Of that which is called the Aeolic dialect there are three marked and distinguishable varieties—the Lesbian, the Thessalian, and the Boeotian; the Thessalian forming a mean term between the other two. Ahrens has shown that the ancient grammatical critics are accustomed to affirm peculiarities, as belonging to the Aeolic dialect generally, which in truth belong only to the Lesbian variety of it, or critics attentively studied. Lesbian, Aeolic, Thessalian Aeolic, and Boeotian Aeolic, are all different; and if, abstracting from these differences, we confine our attention to that which is common to all three, we shall find little to distinguish this abstract Aeolic from the abstract Doric, or that which is common to the many varieties of the Doric dialect. These two are sisters, presenting both of them more or less the Latin side of the Greek language, while the relationship of either of them to the Attic and Ionic is more distant. Now it seems that (putting ­aside Attica) the speech of all Greece, from Perrhaebia and Mount Olympus to Cape Malea and Cape Akritas, consisted of different varieties either of the Doric or of the Aeolic dialect; this being true (as far as we are able to judge) not less of the aboriginal Arcadians than of the rest. The Laconian dialect contained more specialties of its own, and approached nearer to the Aeolic, and to the Eleian, than any other variety of the Dorian: it stands at the extreme of what has been classified as the strict Dorian—that is, the farthest removed from Ionic and Attic. The Kretan towns manifest also a strict Dorism; as well as the Lacedaemonian colony of Tarentum, and seem­ingly most of the italiotic Greeks, though some of them are called Achaean colonies. Most of the other varieties of the Doric dialect (Phokian, Lokrian, Delphian, Achaean of Phthiotis) exhibit a form departing less widely from the Ionic and Attic: Argos and the towns in the Argolic peninsula seem to form a stepping-stone between the two.

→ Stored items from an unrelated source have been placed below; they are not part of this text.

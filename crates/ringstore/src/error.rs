//! Error types for ring operations.

use thiserror::Error;

/// Errors that can occur operating on rings and their indexes.
#[derive(Debug, Error)]
pub enum RingError {
    /// The named ring does not exist in the store.
    #[error("ring not found: {0}")]
    NotFound(String),

    /// A ring with this name already exists.
    #[error("ring already exists: {0}")]
    AlreadyExists(String),

    /// Cursor movement outside `[oldest, youngest + 1]`.
    #[error("sequence {seq} outside [{oldest}, {}]", .youngest + 1)]
    CursorOutOfRange {
        /// The requested sequence.
        seq: u64,
        /// Oldest live sequence.
        oldest: u64,
        /// Youngest live sequence.
        youngest: u64,
    },

    /// A new span would overlap a recorded one.
    #[error("span [{from}, {to}] overlaps an existing span")]
    SpanOverlap {
        /// Proposed starting sequence.
        from: u64,
        /// Proposed ending sequence.
        to: u64,
    },

    /// The span to extend is not recorded.
    #[error("span [{from}, {to}] not found")]
    SpanNotFound {
        /// Recorded starting sequence.
        from: u64,
        /// Recorded ending sequence.
        to: u64,
    },

    /// A live sample has no covering span, or a record failed to parse.
    #[error("ring record corrupt: {0}")]
    Corrupt(String),

    /// An import declared a column the input does not carry.
    #[error("declared column missing from input: {0}")]
    MissingColumn(String),

    /// Failure in the underlying key/value store.
    #[error(transparent)]
    Store(#[from] diskstore::StoreError),

    /// Failure in the tabular layer.
    #[error(transparent)]
    Table(#[from] tabular::TableError),
}
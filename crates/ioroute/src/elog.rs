//! Severity-routed event logging over routes.
//!
//! Seven levels from `NoLog` to `Fatal`; each can point at its own
//! route with its own format string, and bulk setters address all
//! levels, a level and above, or a level and below. Formats use `%`
//! tokens substituted per event. Library code reports errors upward;
//! what reaches the log, and whether `Fatal` ends the process, is the
//! binary's decision at the top level.

use crate::error::RouteError;
use crate::route::{Route, Router};

/// Event severities, least to most severe.
#[derive(Debug, Clone, Copy, PartialEq, Eq, PartialOrd, Ord)]
#[repr(usize)]
pub enum Severity {
    /// Suppression level; events at this level are never emitted.
    NoLog = 0,
    Debug = 1,
    Diag = 2,
    Info = 3,
    Warning = 4,
    Error = 5,
    Fatal = 6,
}

/// Number of severity levels, `NoLog` included.
pub const NSEVERITIES: usize = 7;

impl Severity {
    /// All levels in ascending order.
    pub const ALL: [Severity; NSEVERITIES] = [
        Severity::NoLog,
        Severity::Debug,
        Severity::Diag,
        Severity::Info,
        Severity::Warning,
        Severity::Error,
        Severity::Fatal,
    ];

    /// The level's name.
    pub fn name(self) -> &'static str {
        match self {
            Severity::NoLog => "nolog",
            Severity::Debug => "debug",
            Severity::Diag => "diag",
            Severity::Info => "info",
            Severity::Warning => "warning",
            Severity::Error => "error",
            Severity::Fatal => "fatal",
        }
    }

    /// The level's single-letter code.
    pub fn letter(self) -> char {
        match self {
            Severity::NoLog => 'N',
            Severity::Debug => 'D',
            Severity::Diag => 'G',
            Severity::Info => 'I',
            Severity::Warning => 'W',
            Severity::Error => 'E',
            Severity::Fatal => 'F',
        }
    }

    /// Parses a single-letter code.
    pub fn from_letter(letter: char) -> Option<Self> {
        Severity::ALL
            .into_iter()
            .find(|s| s.letter() == letter.to_ascii_uppercase())
    }

    /// Parses a level name.
    pub fn from_name(name: &str) -> Option<Self> {
        let lower = name.to_ascii_lowercase();
        Severity::ALL.into_iter().find(|s| s.name() == lower)
    }
}

/// Everything known about one event at the capture site. The
/// [`elog!`](crate::elog!) macro fills the source fields in.
#[derive(Debug, Clone, Copy)]
pub struct EventRecord<'a> {
    /// Source file of the emission.
    pub file: &'a str,
    /// Source line of the emission.
    pub line: u32,
    /// Enclosing module or function path.
    pub function: &'a str,
    /// Numeric code carried with the event.
    pub code: i32,
    /// The message itself.
    pub message: &'a str,
}

/// Stock format: severity, message, capture site.
pub const FORMAT_STANDARD: &str = "%s %m (%F:%f:%L)";
/// Stock format: letter and message only.
pub const FORMAT_TERSE: &str = "%c: %m";
/// Stock format: everything, field per token.
pub const FORMAT_FULL: &str = "%d %t %s %c %p %P %i %I %F %L %f %o %e %m";

/// The severity-routed event log.
pub struct EventLog {
    routes: [Option<Route>; NSEVERITIES],
    formats: [String; NSEVERITIES],
    origin: String,
    short_name: String,
    long_name: String,
}

impl EventLog {
    /// A log with no destinations; set routes before emitting.
    pub fn new(short_name: &str, long_name: &str) -> Self {
        Self {
            routes: std::array::from_fn(|_| None),
            formats: std::array::from_fn(|_| FORMAT_STANDARD.to_string()),
            origin: String::new(),
            short_name: short_name.to_string(),
            long_name: long_name.to_string(),
        }
    }

    /// Sets the origin tag substituted for `%o`.
    pub fn set_origin(&mut self, origin: &str) {
        self.origin = origin.to_string();
    }

    /// Routes one severity; `None` silences it.
    pub fn set_route(&mut self, sev: Severity, route: Option<Route>) {
        self.routes[sev as usize] = route;
    }

    /// Opens `purl` for every level above `NoLog`.
    pub fn set_all(&mut self, router: &Router, purl: &str) -> Result<(), RouteError> {
        for sev in Severity::ALL {
            if sev != Severity::NoLog {
                self.routes[sev as usize] = Some(router.open(purl, "", None, 1)?);
            }
        }
        Ok(())
    }

    /// Opens `purl` for `sev` and everything more severe.
    pub fn set_above(
        &mut self,
        router: &Router,
        sev: Severity,
        purl: &str,
    ) -> Result<(), RouteError> {
        for level in Severity::ALL {
            if level >= sev && level != Severity::NoLog {
                self.routes[level as usize] = Some(router.open(purl, "", None, 1)?);
            }
        }
        Ok(())
    }

    /// Opens `purl` for `sev` and everything less severe.
    pub fn set_below(
        &mut self,
        router: &Router,
        sev: Severity,
        purl: &str,
    ) -> Result<(), RouteError> {
        for level in Severity::ALL {
            if level <= sev && level != Severity::NoLog {
                self.routes[level as usize] = Some(router.open(purl, "", None, 1)?);
            }
        }
        Ok(())
    }

    /// Sets the format for one severity.
    pub fn set_format(&mut self, sev: Severity, format: &str) {
        self.formats[sev as usize] = format.to_string();
    }

    /// Sets the format for every severity.
    pub fn set_all_formats(&mut self, format: &str) {
        for f in &mut self.formats {
            *f = format.to_string();
        }
    }

    /// Emits one event. Events at `NoLog`, or at a level with no
    /// route, are dropped.
    pub fn log(&mut self, sev: Severity, record: &EventRecord<'_>) -> Result<(), RouteError> {
        if sev == Severity::NoLog {
            return Ok(());
        }
        let line = self.render(sev, record);
        let Some(route) = self.routes[sev as usize].as_mut() else {
            return Ok(());
        };
        route.print(&line);
        route.print("\n");
        route.flush()
    }

    /// Expands the level's format for one event.
    ///
    /// Tokens: `%d` date-time, `%t` epoch seconds, `%s`/`%c` severity
    /// name/letter, `%p`/`%P` short/long program name, `%i`/`%I`
    /// process/thread id, `%F`/`%L`/`%f` file/line/function, `%o`
    /// origin, `%e` code, `%m` message, `%%` a literal percent.
    fn render(&self, sev: Severity, record: &EventRecord<'_>) -> String {
        let format = &self.formats[sev as usize];
        let now = chrono::Local::now();
        let mut out = String::with_capacity(format.len() + record.message.len());
        let mut chars = format.chars();
        while let Some(c) = chars.next() {
            if c != '%' {
                out.push(c);
                continue;
            }
            match chars.next() {
                Some('d') => out.push_str(&now.format("%Y-%m-%d %H:%M:%S").to_string()),
                Some('t') => out.push_str(&now.timestamp().to_string()),
                Some('s') => out.push_str(sev.name()),
                Some('c') => out.push(sev.letter()),
                Some('p') => out.push_str(&self.short_name),
                Some('P') => out.push_str(&self.long_name),
                Some('i') => out.push_str(&std::process::id().to_string()),
                Some('I') => out.push_str(&thread_id()),
                Some('F') => out.push_str(record.file),
                Some('L') => out.push_str(&record.line.to_string()),
                Some('f') => out.push_str(record.function),
                Some('o') => out.push_str(&self.origin),
                Some('e') => out.push_str(&record.code.to_string()),
                Some('m') => out.push_str(record.message),
                Some('%') => out.push('%'),
                Some(other) => {
                    // unknown tokens pass through untouched
                    out.push('%');
                    out.push(other);
                }
                None => out.push('%'),
            }
        }
        out
    }

    /// The reentrant form: a fixed-shape line straight to the standard
    /// error fd, no allocation, usable from signal handlers.
    pub fn safe_write(&self, sev: Severity, message: &str) {
        let letter = [sev.letter() as u8, b':', b' '];
        raw_stderr(&letter);
        raw_stderr(message.as_bytes());
        raw_stderr(b"\n");
    }

    /// Flushes every routed destination.
    pub fn flush_all(&mut self) {
        for route in self.routes.iter_mut().flatten() {
            let _ = route.flush();
        }
    }

    /// Closes all destinations, draining what they hold.
    pub fn close(mut self) {
        for route in self.routes.iter_mut().filter_map(Option::take) {
            let _ = route.close();
        }
    }
}

fn raw_stderr(bytes: &[u8]) {
    // best effort: a failed diagnostic write has nowhere to report to
    unsafe {
        libc::write(2, bytes.as_ptr().cast(), bytes.len());
    }
}

fn thread_id() -> String {
    // ThreadId has no numeric accessor; its Debug form carries one
    let raw = format!("{:?}", std::thread::current().id());
    raw.chars().filter(char::is_ascii_digit).collect()
}

/// Captures file, line and module and emits through an [`EventLog`].
///
/// ```no_run
/// # use ioroute::{elog, EventLog, Severity};
/// # let mut log = EventLog::new("probe", "telemetry probe");
/// elog!(log, Severity::Warning, "ring {} is {}% full", "r.cpu60", 95);
/// ```
#[macro_export]
macro_rules! elog {
    ($log:expr, $sev:expr, $($arg:tt)*) => {{
        let message = format!($($arg)*);
        $log.log(
            $sev,
            &$crate::EventRecord {
                file: file!(),
                line: line!(),
                function: module_path!(),
                code: 0,
                message: &message,
            },
        )
    }};
}
//! Tabular - in-memory tables with a reversible text codec
//!
//! The data model underneath the ring-store engine: tables of textual
//! cells with insertion-ordered columns, labelled info rows (the `type`
//! row acting as a per-column ruler), a stateful row cursor, selection
//! views, and the scan/print codec that moves tables to and from
//! separated text with quoting that survives separators and newlines.
//!
//! # Example
//!
//! ```
//! use tabular::{ScanOptions, Table};
//!
//! let mut t = Table::with_columns(["host", "load"]);
//! t.add_row([("host", "ash"), ("load", "0.5")]);
//! t.add_info("type", [("host", "str"), ("load", "abs")]);
//!
//! let text = t.out_table('\t', true, true);
//!
//! let mut back = Table::new();
//! let opts = ScanOptions {
//!     seps: "\t".to_string(),
//!     multisep: false,
//!     has_names: true,
//!     has_info: true,
//! };
//! back.scan(&text, &opts).unwrap();
//! assert_eq!(back.cell(0, "host"), Some("ash"));
//! ```

mod error;
mod ordmap;
mod print;
mod scan;
mod table;
mod tableset;

pub use error::{ScanError, TableError};
pub use ordmap::OrdMap;
pub use print::{escape_token, quote_cell};
pub use scan::{scan_config_fields, scan_fields, ScanOptions};
pub use table::{Cell, Table, RULER_LABEL};
pub use tableset::{SelectOp, SortOrder, TableSet};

These positions represent all our scanty information respecting those varieties of Grecian speech which are not known to us by written works. The little presumption which can be raised upon them favors the belief that the Dorian invaders of Laconia and Messenia found there a dialect little different from that which they brought with them—a conclusion which it is the more necessary to state distinctly, since the work of O. Muller has caused an exaggerated estimate to be formed of the distinctive peculiarities whereby Dorism was parted off from the rest of Hellas.